■ EXERCISE OBJECTIVE: Retype the data below without altering anything.

■ SOURCE MATERIAL:
/*!
 * Media clip extraction.
 *
 * Cards can carry an audio clip and a still frame for each cue. Both are cut
 * from the source media by an external tool; `FfmpegExtractor` drives ffmpeg,
 * and the `MediaExtractor` trait lets callers substitute something else.
 */

use std::path::{Path, PathBuf};
use std::time::Duration;

use async_trait::async_trait;
use log::{debug, error};
use tokio::process::Command;

use crate::app_config::MediaConfig;
use crate::errors::MediaError;

/// Time range of a clip in milliseconds
#[derive(Debug, Clone, Copy, PartialEq, Eq)]
pub struct TimeWindow {
    pub start_ms: u64,
    pub end_ms: u64,
}

impl TimeWindow {
    pub fn new(start_ms: u64, end_ms: u64) -> Self {
        Self { start_ms, end_ms }
    }

    /// End is only meaningful when it lies after the start
    pub fn has_end(&self) -> bool {
        self.end_ms > self.start_ms
    }

    pub fn duration_ms(&self) -> Option<u64> {
        self.has_end().then(|| self.end_ms - self.start_ms)
    }

    /// Point to sample a still frame from
    pub fn frame_ms(&self) -> u64 {
        match self.duration_ms() {
            Some(duration) => self.start_ms + duration / 2,
            None => self.start_ms,
        }
    }

    /// The window starting `lead_ms` earlier, clamped at zero
    ///
    /// An undefined end stays undefined.
    pub fn with_lead(&self, lead_ms: u64) -> Self {
        let start_ms = self.start_ms.saturating_sub(lead_ms);
        let end_ms = if self.has_end() { self.end_ms } else { start_ms };
        Self { start_ms, end_ms }
    }

    /// File name fragment identifying this window
    pub fn path_fragment(&self) -> String {
        format!("{}-{}", path_position(self.start_ms), path_position(self.end_ms))
    }
}

/// Format a position as a time code safe for file names on all platforms
pub fn path_position(ms: u64) -> String {
    let hours = ms / 3_600_000;
    let minutes = (ms % 3_600_000) / 60_000;
    let seconds = (ms % 60_000) / 1_000;
    let millis = ms % 1_000;

    format!("{:02}h{:02}m{:02}s{:03}ms", hours, minutes, seconds, millis)
}

/// Format a position in seconds as ffmpeg expects it
pub fn ffmpeg_position(ms: u64) -> String {
    format!("{}.{:03}", ms / 1_000, ms % 1_000)
}

/// Where clips are cut from and where they go
#[derive(Debug, Clone)]
pub struct MediaSource {
    /// Source media file
    pub media_path: PathBuf,
    /// Path prefix for produced files, e.g. `dir/name.media/name`
    pub output_prefix: PathBuf,
}

impl MediaSource {
    pub fn new(media_path: impl Into<PathBuf>, output_prefix: impl Into<PathBuf>) -> Self {
        Self {
            media_path: media_path.into(),
            output_prefix: output_prefix.into(),
        }
    }
}

/// Cuts audio clips and still frames for a time window
#[async_trait]
pub trait MediaExtractor: Send + Sync {
    /// Extract the audio of `window`; an undefined end means until the end of the media
    async fn extract_audio(&self, window: TimeWindow, source: &MediaSource) -> Result<PathBuf, MediaError>;

    /// Extract one frame from within `window`
    async fn extract_image(&self, window: TimeWindow, source: &MediaSource) -> Result<PathBuf, MediaError>;
}

/// Output path for a clip: `<prefix>_<start>-<end>.<ext>`
pub fn output_path(prefix: &Path, window: TimeWindow, extension: &str) -> PathBuf {
    let mut name = prefix.as_os_str().to_os_string();
    name.push(format!("_{}.{}", window.path_fragment(), extension));
    PathBuf::from(name)
}

/// ffmpeg-backed extractor
pub struct FfmpegExtractor {
    config: MediaConfig,
}

impl FfmpegExtractor {
    pub fn new(config: MediaConfig) -> Self {
        Self { config }
    }

    /// Arguments for cutting the audio of `window` into `out_file`
    pub fn audio_args(window: TimeWindow, in_file: &Path, out_file: &Path, format: &str) -> Vec<String> {
        let mut args = vec![
            "-y".to_string(),
            "-loglevel".to_string(),
            "error".to_string(),
            "-ss".to_string(),
            ffmpeg_position(window.start_ms),
            "-i".to_string(),
            in_file.to_string_lossy().to_string(),
        ];

        if let Some(duration) = window.duration_ms() {
            args.push("-t".to_string());
            args.push(ffmpeg_position(duration));
        }

        args.extend([
            "-f".to_string(),
            format.to_string(),
            "-vn".to_string(),
            out_file.to_string_lossy().to_string(),
        ]);
        args
    }

    /// Arguments for grabbing a single frame of `window` into `out_file`
    pub fn image_args(window: TimeWindow, in_file: &Path, out_file: &Path) -> Vec<String> {
        vec![
            "-y".to_string(),
            "-loglevel".to_string(),
            "error".to_string(),
            "-ss".to_string(),
            ffmpeg_position(window.frame_ms()),
            "-i".to_string(),
            in_file.to_string_lossy().to_string(),
            "-frames:v".to_string(),
            "1".to_string(),
            out_file.to_string_lossy().to_string(),
        ]
    }

    async fn run(&self, args: Vec<String>) -> Result<(), MediaError> {
        let program = self.config.ffmpeg_path.clone();
        debug!("Running {} {}", program, args.join(" "));

        let mut command = Command::new(&program);
        command.args(&args).kill_on_drop(true);
        let ffmpeg_future = command.output();

        let timeout_duration = Duration::from_secs(self.config.timeout_secs);
        let output = tokio::select! {
            result = ffmpeg_future => {
                result.map_err(|source| MediaError::Spawn { program: program.clone(), source })?
            },
            _ = tokio::time::sleep(timeout_duration) => {
                return Err(MediaError::Timeout { program, secs: self.config.timeout_secs });
            }
        };

        if !output.status.success() {
            let stderr = String::from_utf8_lossy(&output.stderr);
            let filtered = filter_ffmpeg_stderr(&stderr);
            error!("Media extraction failed: {}", filtered);
            return Err(MediaError::Failed { program, args, stderr: filtered });
        }

        Ok(())
    }
}

#[async_trait]
impl MediaExtractor for FfmpegExtractor {
    async fn extract_audio(&self, window: TimeWindow, source: &MediaSource) -> Result<PathBuf, MediaError> {
        let out_file = output_path(&source.output_prefix, window, &self.config.audio_format);
        let args = Self::audio_args(window, &source.media_path, &out_file, &self.config.audio_format);
        self.run(args).await?;
        Ok(out_file)
    }

    async fn extract_image(&self, window: TimeWindow, source: &MediaSource) -> Result<PathBuf, MediaError> {
        let out_file = output_path(&source.output_prefix, window, &self.config.image_format);
        let args = Self::image_args(window, &source.media_path, &out_file);
        self.run(args).await?;
        Ok(out_file)
    }
}

/// Filter ffmpeg stderr to only show meaningful error lines, stripping the
/// version banner, build configuration, and stream metadata noise.
fn filter_ffmpeg_stderr(stderr: &str) -> String {
    let noise_prefixes = [
        "ffmpeg version",
        "  built with",
        "  configuration:",
        "  lib",
        "Input #",
        "  Metadata:",
        "  Duration:",
        "  Stream #",
        "Output #",
        "Stream mapping:",
        "Press [q]",
    ];

    let meaningful: Vec<&str> = stderr
        .lines()
        .filter(|line| !noise_prefixes.iter().any(|p| line.starts_with(p)))
        .map(str::trim)
        .filter(|line| !line.is_empty())
        .collect();

    if meaningful.is_empty() {
        "unknown ffmpeg error (stderr was empty after filtering)".to_string()
    } else {
        meaningful.join("\n")
    }
}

■ TASK OUTPUT:
/*!
 * Media clip extraction.
 *
 * Cards can carry an audio clip and a still frame for each cue. Both are cut
 * from the source media by an external tool; `FfmpegExtractor` drives ffmpeg,
 * and the `MediaExtractor` trait lets callers substitute something else.
 */

use std::path::{Path, PathBuf};
use std::time::Duration;

use async_trait::async_trait;
use log::{debug, error};
use tokio::process::Command;

use crate::app_config::MediaConfig;
use crate::errors::MediaError;

/// Time range of a clip in milliseconds
#[derive(Debug, Clone, Copy, PartialEq, Eq)]
pub struct TimeWindow {
    pub start_ms: u64,
    pub end_ms: u64,
}

impl TimeWindow {
    pub fn new(start_ms: u64, end_ms: u64) -> Self {
        Self { start_ms, end_ms }
    }

    /// End is only meaningful when it lies after the start
    pub fn has_end(&self) -> bool {
        self.end_ms > self.start_ms
    }

    pub fn duration_ms(&self) -> Option<u64> {
        self.has_end().then(|| self.end_ms - self.start_ms)
    }

    /// Point to sample a still frame from
    pub fn frame_ms(&self) -> u64 {
        match self.duration_ms() {
            Some(duration) => self.start_ms + duration / 2,
            None => self.start_ms,
        }
    }

    /// The window starting `lead_ms` earlier, clamped at zero
    ///
    /// An undefined end stays undefined.
    pub fn with_lead(&self, lead_ms: u64) -> Self {
        let start_ms = self.start_ms.saturating_sub(lead_ms);
        let end_ms = if self.has_end() { self.end_ms } else { start_ms };
        Self { start_ms, end_ms }
    }

    /// File name fragment identifying this window
    pub fn path_fragment(&self) -> String {
        format!("{}-{}", path_position(self.start_ms), path_position(self.end_ms))
    }
}

/// Format a position as a time code safe for file names on all platforms
pub fn path_position(ms: u64) -> String {
    let hours = ms / 3_600_000;
    let minutes = (ms % 3_600_000) / 60_000;
    let seconds = (ms % 60_000) / 1_000;
    let millis = ms % 1_000;

    format!("{:02}h{:02}m{:02}s{:03}ms", hours, minutes, seconds, millis)
}

/// Format a position in seconds as ffmpeg expects it
pub fn ffmpeg_position(ms: u64) -> String {
    format!("{}.{:03}", ms / 1_000, ms % 1_000)
}

/// Where clips are cut from and where they go
#[derive(Debug, Clone)]
pub struct MediaSource {
    /// Source media file
    pub media_path: PathBuf,
    /// Path prefix for produced files, e.g. `dir/name.media/name`
    pub output_prefix: PathBuf,
}

impl MediaSource {
    pub fn new(media_path: impl Into<PathBuf>, output_prefix: impl Into<PathBuf>) -> Self {
        Self {
            media_path: media_path.into(),
            output_prefix: output_prefix.into(),
        }
    }
}

/// Cuts audio clips and still frames for a time window
#[async_trait]
pub trait MediaExtractor: Send + Sync {
    /// Extract the audio of `window`; an undefined end means until the end of the media
    async fn extract_audio(&self, window: TimeWindow, source: &MediaSource) -> Result<PathBuf, MediaError>;

    /// Extract one frame from within `window`
    async fn extract_image(&self, window: TimeWindow, source: &MediaSource) -> Result<PathBuf, MediaError>;
}

/// Output path for a clip: `<prefix>_<start>-<end>.<ext>`
pub fn output_path(prefix: &Path, window: TimeWindow, extension: &str) -> PathBuf {
    let mut name = prefix.as_os_str().to_os_string();
    name.push(format!("_{}.{}", window.path_fragment(), extension));
    PathBuf::from(name)
}

/// ffmpeg-backed extractor
pub struct FfmpegExtractor {
    config: MediaConfig,
}

impl FfmpegExtractor {
    pub fn new(config: MediaConfig) -> Self {
        Self { config }
    }

    /// Arguments for cutting the audio of `window` into `out_file`
    pub fn audio_args(window: TimeWindow, in_file: &Path, out_file: &Path, format: &str) -> Vec<String> {
        let mut args = vec![
            "-y".to_string(),
            "-loglevel".to_string(),
            "error".to_string(),
            "-ss".to_string(),
            ffmpeg_position(window.start_ms),
            "-i".to_string(),
            in_file.to_string_lossy().to_string(),
        ];

        if let Some(duration) = window.duration_ms() {
            args.push("-t".to_string());
            args.push(ffmpeg_position(duration));
        }

        args.extend([
            "-f".to_string(),
            format.to_string(),
            "-vn".to_string(),
            out_file.to_string_lossy().to_string(),
        ]);
        args
    }

    /// Arguments for grabbing a single frame of `window` into `out_file`
    pub fn image_args(window: TimeWindow, in_file: &Path, out_file: &Path) -> Vec<String> {
        vec![
            "-y".to_string(),
            "-loglevel".to_string(),
            "error".to_string(),
            "-ss".to_string(),
            ffmpeg_position(window.frame_ms()),
            "-i".to_string(),
            in_file.to_string_lossy().to_string(),
            "-frames:v".to_string(),
            "1".to_string(),
            out_file.to_string_lossy().to_string(),
        ]
    }

    async fn run(&self, args: Vec<String>) -> Result<(), MediaError> {
        let program = self.config.ffmpeg_path.clone();
        debug!("Running {} {}", program, args.join(" "));

        let mut command = Command::new(&program);
        command.args(&args).kill_on_drop(true);
        let ffmpeg_future = command.output();

        let timeout_duration = Duration::from_secs(self.config.timeout_secs);
        let output = tokio::select! {
            result = ffmpeg_future => {
                result.map_err(|source| MediaError::Spawn { program: program.clone(), source })?
            },
            _ = tokio::time::sleep(timeout_duration) => {
                return Err(MediaError::Timeout { program, secs: self.config.timeout_secs });
            }
        };

        if !output.status.success() {
            let stderr = String::from_utf8_lossy(&output.stderr);
            let filtered = filter_ffmpeg_stderr(&stderr);
            error!("Media extraction failed: {}", filtered);
            return Err(MediaError::Failed { program, args, stderr: filtered });
        }

        Ok(())
    }
}

#[async_trait]
impl MediaExtractor for FfmpegExtractor {
    async fn extract_audio(&self, window: TimeWindow, source: &MediaSource) -> Result<PathBuf, MediaError> {
        let out_file = output_path(&source.output_prefix, window, &self.config.audio_format);
        let args = Self::audio_args(window, &source.media_path, &out_file, &self.config.audio_format);
        self.run(args).await?;
        Ok(out_file)
    }

    async fn extract_image(&self, window: TimeWindow, source: &MediaSource) -> Result<PathBuf, MediaError> {
        let out_file = output_path(&source.output_prefix, window, &self.config.image_format);
        let args = Self::image_args(window, &source.media_path, &out_file);
        self.run(args).await?;
        Ok(out_file)
    }
}

/// Filter ffmpeg stderr to only show meaningful error lines, stripping the
/// version banner, build configuration, and stream metadata noise.
fn filter_ffmpeg_stderr(stderr: &str) -> String {
    let noise_prefixes = [
        "ffmpeg version",
        "  built with",
        "  configuration:",
        "  lib",
        "Input #",
        "  Metadata:",
        "  Duration:",
        "  Stream #",
        "Output #",
        "Stream mapping:",
        "Press [q]",
    ];

    let meaningful: Vec<&str> = stderr
        .lines()
        .filter(|line| !noise_prefixes.iter().any(|p| line.starts_with(p)))
        .map(str::trim)
        .filter(|line| !line.is_empty())
        .collect();

    if meaningful.is_empty() {
        "unknown ffmpeg error (stderr was empty after filtering)".to_string()
    } else {
        meaningful.join("\n")
    }
}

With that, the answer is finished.